------ Source records ------

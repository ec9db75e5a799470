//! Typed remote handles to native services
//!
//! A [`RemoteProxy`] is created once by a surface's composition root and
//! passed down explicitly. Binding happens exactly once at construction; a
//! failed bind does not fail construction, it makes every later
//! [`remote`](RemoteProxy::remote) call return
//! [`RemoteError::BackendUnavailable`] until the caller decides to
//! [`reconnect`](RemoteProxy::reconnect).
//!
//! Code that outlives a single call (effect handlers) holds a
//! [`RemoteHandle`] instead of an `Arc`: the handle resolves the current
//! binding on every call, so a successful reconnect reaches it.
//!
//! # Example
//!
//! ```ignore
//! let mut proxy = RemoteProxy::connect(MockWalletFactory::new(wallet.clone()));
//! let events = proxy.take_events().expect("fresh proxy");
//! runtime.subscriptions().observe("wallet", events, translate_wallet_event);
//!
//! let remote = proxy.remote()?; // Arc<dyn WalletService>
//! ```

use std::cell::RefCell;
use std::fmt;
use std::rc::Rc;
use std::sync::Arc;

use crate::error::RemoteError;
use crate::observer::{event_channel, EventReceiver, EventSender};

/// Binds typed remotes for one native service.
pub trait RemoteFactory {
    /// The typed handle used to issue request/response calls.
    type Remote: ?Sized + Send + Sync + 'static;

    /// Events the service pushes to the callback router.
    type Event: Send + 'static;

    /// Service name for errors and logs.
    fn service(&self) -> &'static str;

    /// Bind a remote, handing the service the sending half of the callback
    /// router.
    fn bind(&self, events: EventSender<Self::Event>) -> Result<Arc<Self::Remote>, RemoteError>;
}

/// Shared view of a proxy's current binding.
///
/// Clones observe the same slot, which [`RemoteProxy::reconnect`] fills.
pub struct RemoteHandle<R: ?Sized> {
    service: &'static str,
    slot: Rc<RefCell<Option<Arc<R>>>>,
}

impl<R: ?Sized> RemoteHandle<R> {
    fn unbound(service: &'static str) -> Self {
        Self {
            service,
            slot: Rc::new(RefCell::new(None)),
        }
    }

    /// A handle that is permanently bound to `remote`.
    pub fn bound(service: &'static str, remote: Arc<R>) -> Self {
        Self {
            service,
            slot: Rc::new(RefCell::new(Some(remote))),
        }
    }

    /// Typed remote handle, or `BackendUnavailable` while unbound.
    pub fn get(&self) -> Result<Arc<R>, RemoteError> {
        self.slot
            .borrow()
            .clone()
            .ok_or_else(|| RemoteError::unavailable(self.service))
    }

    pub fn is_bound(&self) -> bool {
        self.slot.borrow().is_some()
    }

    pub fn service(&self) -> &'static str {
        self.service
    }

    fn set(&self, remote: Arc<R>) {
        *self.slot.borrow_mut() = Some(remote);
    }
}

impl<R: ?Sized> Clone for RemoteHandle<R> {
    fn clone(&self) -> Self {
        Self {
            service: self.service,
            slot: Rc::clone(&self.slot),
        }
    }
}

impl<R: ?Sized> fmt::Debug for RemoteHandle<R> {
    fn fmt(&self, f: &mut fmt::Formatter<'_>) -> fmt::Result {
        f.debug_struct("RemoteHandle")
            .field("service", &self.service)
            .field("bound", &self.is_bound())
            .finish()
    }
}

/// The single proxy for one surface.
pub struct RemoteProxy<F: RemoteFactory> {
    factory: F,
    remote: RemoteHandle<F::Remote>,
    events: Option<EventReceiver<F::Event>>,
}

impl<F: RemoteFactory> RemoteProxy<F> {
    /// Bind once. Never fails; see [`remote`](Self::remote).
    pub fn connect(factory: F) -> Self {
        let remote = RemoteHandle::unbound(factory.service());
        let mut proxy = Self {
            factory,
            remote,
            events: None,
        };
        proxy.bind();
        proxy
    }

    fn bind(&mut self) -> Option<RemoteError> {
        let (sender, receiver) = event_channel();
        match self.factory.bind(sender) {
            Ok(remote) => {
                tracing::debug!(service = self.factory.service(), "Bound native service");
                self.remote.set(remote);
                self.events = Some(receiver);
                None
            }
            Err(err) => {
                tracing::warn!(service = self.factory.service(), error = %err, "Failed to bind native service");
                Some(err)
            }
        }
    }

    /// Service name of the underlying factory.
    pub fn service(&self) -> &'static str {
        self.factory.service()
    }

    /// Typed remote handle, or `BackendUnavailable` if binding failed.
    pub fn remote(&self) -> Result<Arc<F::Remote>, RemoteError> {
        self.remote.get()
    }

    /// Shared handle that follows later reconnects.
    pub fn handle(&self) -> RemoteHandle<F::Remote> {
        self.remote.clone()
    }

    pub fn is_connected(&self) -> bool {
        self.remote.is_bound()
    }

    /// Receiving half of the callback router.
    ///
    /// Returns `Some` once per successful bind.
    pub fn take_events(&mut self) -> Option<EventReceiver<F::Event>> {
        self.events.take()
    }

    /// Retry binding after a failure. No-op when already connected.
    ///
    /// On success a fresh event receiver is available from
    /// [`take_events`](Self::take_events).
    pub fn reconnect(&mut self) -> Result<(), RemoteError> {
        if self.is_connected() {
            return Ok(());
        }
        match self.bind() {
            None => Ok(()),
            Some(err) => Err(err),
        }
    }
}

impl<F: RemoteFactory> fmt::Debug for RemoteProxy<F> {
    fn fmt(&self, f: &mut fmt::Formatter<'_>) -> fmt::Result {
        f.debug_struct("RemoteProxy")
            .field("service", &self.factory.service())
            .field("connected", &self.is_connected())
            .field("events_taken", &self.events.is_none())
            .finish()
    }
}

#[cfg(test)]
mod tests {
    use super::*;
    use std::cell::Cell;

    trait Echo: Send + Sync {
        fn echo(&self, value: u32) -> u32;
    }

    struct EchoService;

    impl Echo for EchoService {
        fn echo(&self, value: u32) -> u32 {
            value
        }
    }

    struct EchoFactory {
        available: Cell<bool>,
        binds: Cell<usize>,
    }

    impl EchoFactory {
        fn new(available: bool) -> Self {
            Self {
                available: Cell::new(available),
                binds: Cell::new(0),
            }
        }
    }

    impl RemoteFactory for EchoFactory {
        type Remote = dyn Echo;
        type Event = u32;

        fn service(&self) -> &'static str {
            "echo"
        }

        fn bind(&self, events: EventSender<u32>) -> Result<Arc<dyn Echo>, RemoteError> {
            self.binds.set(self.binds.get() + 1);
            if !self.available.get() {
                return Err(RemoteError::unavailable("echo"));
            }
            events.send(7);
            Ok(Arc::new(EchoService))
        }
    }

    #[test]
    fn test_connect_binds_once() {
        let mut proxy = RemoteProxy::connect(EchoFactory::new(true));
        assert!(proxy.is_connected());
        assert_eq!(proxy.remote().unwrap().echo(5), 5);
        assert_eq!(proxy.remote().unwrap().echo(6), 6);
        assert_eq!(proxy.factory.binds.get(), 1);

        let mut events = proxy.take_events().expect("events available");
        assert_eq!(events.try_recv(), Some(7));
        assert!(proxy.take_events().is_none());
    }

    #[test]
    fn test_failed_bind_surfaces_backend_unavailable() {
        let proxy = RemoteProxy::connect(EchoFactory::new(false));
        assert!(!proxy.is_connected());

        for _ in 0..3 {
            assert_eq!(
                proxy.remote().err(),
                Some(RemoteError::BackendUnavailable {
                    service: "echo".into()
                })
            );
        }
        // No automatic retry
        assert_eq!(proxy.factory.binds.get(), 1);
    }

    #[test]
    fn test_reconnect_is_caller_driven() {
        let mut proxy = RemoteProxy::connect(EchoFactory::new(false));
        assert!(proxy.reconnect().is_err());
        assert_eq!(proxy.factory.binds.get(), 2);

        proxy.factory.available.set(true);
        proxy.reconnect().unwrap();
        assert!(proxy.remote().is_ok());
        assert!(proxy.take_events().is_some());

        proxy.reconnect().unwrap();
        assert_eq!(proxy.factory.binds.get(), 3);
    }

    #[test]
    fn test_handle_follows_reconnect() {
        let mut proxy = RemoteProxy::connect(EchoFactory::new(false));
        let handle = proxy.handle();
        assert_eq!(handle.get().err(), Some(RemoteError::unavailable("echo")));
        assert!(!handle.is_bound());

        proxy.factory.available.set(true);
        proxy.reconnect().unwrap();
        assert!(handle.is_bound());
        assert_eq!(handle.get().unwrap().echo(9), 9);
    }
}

------

_Task description_
Could you reproduce, exactly, every line above from the line with "if binding failed." to the line with "per successful bind.", and no other line? Both ends count.

_Response to this task_
    /// Typed remote handle, or `BackendUnavailable` if binding failed.
    pub fn remote(&self) -> Result<Arc<F::Remote>, RemoteError> {
        self.remote.get()
    }

    /// Shared handle that follows later reconnects.
    pub fn handle(&self) -> RemoteHandle<F::Remote> {
        self.remote.clone()
    }

    pub fn is_connected(&self) -> bool {
        self.remote.is_bound()
    }

    /// Receiving half of the callback router.
    ///
    /// Returns `Some` once per successful bind.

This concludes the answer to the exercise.